American actress (1930–1991)

Julia Anne Bovasso (August 1, 1930 – September 14, 1991) was an American actress of stage, screen, and television.

==Life and career==
Bovasso was born in Brooklyn, New York and raised in the Bensonhurst neighborhood of this borough, the daughter of Angela Mary (née Padovani) and Bernard Michael Bovasso, a teamster. She was Albanian-Italian-American.

She attended The High School of Music & Art in Manhattan.

Bovasso appeared in numerous films, including Saturday Night Fever (1977) as Florence Manero, the mother of John Travolta's character, Tony Manero. She reprised the role in the film's 1983 sequel Staying Alive. Before Saturday Night Fever, she appeared in the 1970 Otto Preminger film Tell Me That You Love Me, Junie Moon.

In addition to Staying Alive, she was in a number of films in the 1980s, including Willie & Phil (1980), The Verdict (1982), Daniel (1983), Off Beat (1986), Wise Guys (1986), Moonstruck (1987). In the 1990s, Bovasso was seen in Betsy's Wedding (1990) and My Blue Heaven (1990).

On-stage, Bavasso wrote and appeared in avant-garde productions off-Broadway such as Jean Genet's The Maids. For the latter, she won the first Best Actress Obie (Off-Broadway) Award in 1956, presented to her by Shelley Winters.

Before her film work, Bovasso established the experimental Tempo Playhouse at 4 St. Marks Place in Manhattan during the 1950s. There, she introduced works of the Theater of the Absurd, including works by the playwrights Jean Genet, Eugene Ionesco and Michel de Ghelderode, to the professional theater in the United States.

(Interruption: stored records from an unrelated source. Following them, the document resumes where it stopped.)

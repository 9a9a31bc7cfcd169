/// Security headers middleware
///
/// Adds OWASP-recommended response headers to everything the API serves,
/// including error envelopes and the backup download.
///
/// # Headers Applied
///
/// - `X-Content-Type-Options: nosniff`
/// - `X-Frame-Options: DENY`
/// - `Referrer-Policy: strict-origin-when-cross-origin`
/// - `Permissions-Policy` (camera, microphone and geolocation disabled)
/// - `Content-Security-Policy` (JSON API: nothing may be loaded or framed)
/// - `Cache-Control: no-store`, unless the handler set its own
/// - `Strict-Transport-Security` (production only)
///
/// # Example
///
/// ```no_run
/// use axum::Router;
/// use babycontrol_api::middleware::security::SecurityHeadersLayer;
///
/// let app: Router = Router::new()
///     .layer(SecurityHeadersLayer::new(true)); // true = production mode
/// ```

use axum::{
    extract::Request,
    http::{header, HeaderName, HeaderValue},
    response::Response,
};
use std::future::Future;
use std::pin::Pin;
use std::task::{Context, Poll};
use tower::{Layer, Service};

const PERMISSIONS_POLICY: &str = "camera=(), microphone=(), geolocation=()";
const HSTS: &str = "max-age=31536000; includeSubDomains";

/// Security headers middleware layer
#[derive(Clone)]
pub struct SecurityHeadersLayer {
    /// Whether to send HSTS (production behind HTTPS)
    enable_hsts: bool,
}

impl SecurityHeadersLayer {
    pub fn new(enable_hsts: bool) -> Self {
        Self { enable_hsts }
    }
}

impl<S> Layer<S> for SecurityHeadersLayer {
    type Service = SecurityHeadersMiddleware<S>;

    fn layer(&self, inner: S) -> Self::Service {
        SecurityHeadersMiddleware {
            inner,
            enable_hsts: self.enable_hsts,
        }
    }
}

#[derive(Clone)]
pub struct SecurityHeadersMiddleware<S> {
    inner: S,
    enable_hsts: bool,
}

fn apply_headers(response: &mut Response, enable_hsts: bool) {
    let headers = response.headers_mut();

    let fixed = [
        (header::X_CONTENT_TYPE_OPTIONS, "nosniff"),
        (header::X_FRAME_OPTIONS, "DENY"),
        (header::REFERRER_POLICY, "strict-origin-when-cross-origin"),
        (
            header::CONTENT_SECURITY_POLICY,
            "default-src 'none'; frame-ancestors 'none'",
        ),
    ];
    for (name, value) in fixed {
        headers.insert(name, HeaderValue::from_static(value));
    }
    headers.insert(
        HeaderName::from_static("permissions-policy"),
        HeaderValue::from_static(PERMISSIONS_POLICY),
    );

    // Family data must not sit in shared caches
    if !headers.contains_key(header::CACHE_CONTROL) {
        headers.insert(header::CACHE_CONTROL, HeaderValue::from_static("no-store"));
    }

    if enable_hsts {
        headers.insert(header::STRICT_TRANSPORT_SECURITY, HeaderValue::from_static(HSTS));
    }
}

impl<S> Service<Request> for SecurityHeadersMiddleware<S>
where
    S: Service<Request, Response = Response> + Send + 'static,
    S::Future: Send + 'static,
{
    type Response = S::Response;
    type Error = S::Error;
    type Future = Pin<Box<dyn Future<Output = Result<Self::Response, Self::Error>> + Send>>;

    fn poll_ready(&mut self, cx: &mut Context<'_>) -> Poll<Result<(), Self::Error>> {
        self.inner.poll_ready(cx)
    }

    fn call(&mut self, request: Request) -> Self::Future {
        let future = self.inner.call(request);
        let enable_hsts = self.enable_hsts;

        Box::pin(async move {
            let mut response = future.await?;
            apply_headers(&mut response, enable_hsts);
            Ok(response)
        })
    }
}

#[cfg(test)]
mod tests {
    use super::*;
    use axum::{
        body::Body,
        http::StatusCode,
        response::IntoResponse,
        routing::get,
        Router,
    };
    use tower::Service as _;

    async fn call(app: &mut Router, uri: &str) -> Response {
        app.call(Request::builder().uri(uri).body(Body::empty()).unwrap())
            .await
            .unwrap()
    }

    fn app(production: bool) -> Router {
        Router::new()
            .route("/plain", get(|| async { (StatusCode::OK, "ok") }))
            .route(
                "/cached",
                get(|| async {
                    ([(header::CACHE_CONTROL, "private, max-age=60")], "ok").into_response()
                }),
            )
            .layer(SecurityHeadersLayer::new(production))
    }

    #[tokio::test]
    async fn test_security_headers_applied() {
        let response = call(&mut app(false), "/plain").await;
        let headers = response.headers();

        assert_eq!(headers["x-content-type-options"], "nosniff");
        assert_eq!(headers["x-frame-options"], "DENY");
        assert_eq!(headers["referrer-policy"], "strict-origin-when-cross-origin");
        assert_eq!(headers["cache-control"], "no-store");
        assert!(headers.contains_key("content-security-policy"));
        assert!(headers.contains_key("permissions-policy"));
        assert!(!headers.contains_key("strict-transport-security"));
    }

    #[tokio::test]
    async fn test_hsts_enabled_in_production() {
        let response = call(&mut app(true), "/plain").await;
        assert_eq!(response.headers()["strict-transport-security"], HSTS);
    }

    #[tokio::test]
    async fn test_handler_cache_control_kept() {
        let response = call(&mut app(false), "/cached").await;
        assert_eq!(response.headers()["cache-control"], "private, max-age=60");
    }
}
/// Bath log create/update

use super::{load_current, not_found};
use crate::{app::AppState, error::ApiResult};
use axum::{
    extract::{Path, State},
    http::StatusCode,
    Extension, Json,
};
use babycontrol_shared::{
    auth::{
        authorization::{require_baby_in_family, require_family},
        middleware::AuthContext,
    },
    models::bath_log::{BathLog, BathLogInput, BathLogPatch},
};
use chrono::{DateTime, Utc};
use serde::Deserialize;
use uuid::Uuid;
use validator::Validate;

#[derive(Debug, Deserialize, Validate)]
pub struct CreateBathLogRequest {
    pub baby_id: Uuid,
    pub time: DateTime<Utc>,

    #[serde(default)]
    pub soap_used: bool,

    #[serde(default)]
    pub shampoo_used: bool,

    #[validate(length(max = 2000, message = "Notes must be at most 2000 characters"))]
    pub notes: Option<String>,
}

#[derive(Debug, Deserialize, Validate)]
pub struct UpdateBathLogRequest {
    pub time: Option<DateTime<Utc>>,
    pub soap_used: Option<bool>,
    pub shampoo_used: Option<bool>,

    #[validate(length(max = 2000, message = "Notes must be at most 2000 characters"))]
    pub notes: Option<String>,
}

pub async fn create(
    State(state): State<AppState>,
    Extension(auth): Extension<AuthContext>,
    Json(req): Json<CreateBathLogRequest>,
) -> ApiResult<(StatusCode, Json<BathLog>)> {
    let family_id = require_family(&auth)?;
    req.validate()?;
    require_baby_in_family(&state.db, family_id, req.baby_id).await?;

    let log = BathLog::create(
        &state.db,
        family_id,
        auth.caretaker_id(),
        BathLogInput {
            baby_id: req.baby_id,
            time: req.time,
            soap_used: req.soap_used,
            shampoo_used: req.shampoo_used,
            notes: req.notes,
        },
    )
    .await?;

    Ok((StatusCode::CREATED, Json(log)))
}

pub async fn update(
    State(state): State<AppState>,
    Extension(auth): Extension<AuthContext>,
    Path(id): Path<Uuid>,
    Json(req): Json<UpdateBathLogRequest>,
) -> ApiResult<Json<BathLog>> {
    let family_id = require_family(&auth)?;
    req.validate()?;

    let current: BathLog = load_current(&state, family_id, id).await?;
    let input = BathLogPatch {
        time: req.time,
        soap_used: req.soap_used,
        shampoo_used: req.shampoo_used,
        notes: req.notes,
    }
    .apply(&current);

    let log = BathLog::replace(&state.db, family_id, id, input)
        .await?
        .ok_or_else(not_found::<BathLog>)?;

    Ok(Json(log))
}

Bovasso also performed with The Living Theater and had a longstanding relationship with La Mama Experimental Theatre Club. From 1968 to 1975, she directed many of her own original works at La MaMa, including Gloria and Esperanza, Schubert's Last Serenade, The Moondreamers, Standard Safety, and The Nothing Kid.

In addition to her work as a director and actor, her playwriting credits include the four-hour play Gloria and Esperanza, which Village Voice theatre critic Jerry Tallmer described as "a miracle, a mythopoetic fireworks display." A sought-after acting coach, Bovasso was known as an exacting instructor and her private New York workshops regularly included prominent performers. As per the DVD commentary, Bovasso coached both Cher and Olympia Dukakis on their Brooklyn accents in the film Moonstruck.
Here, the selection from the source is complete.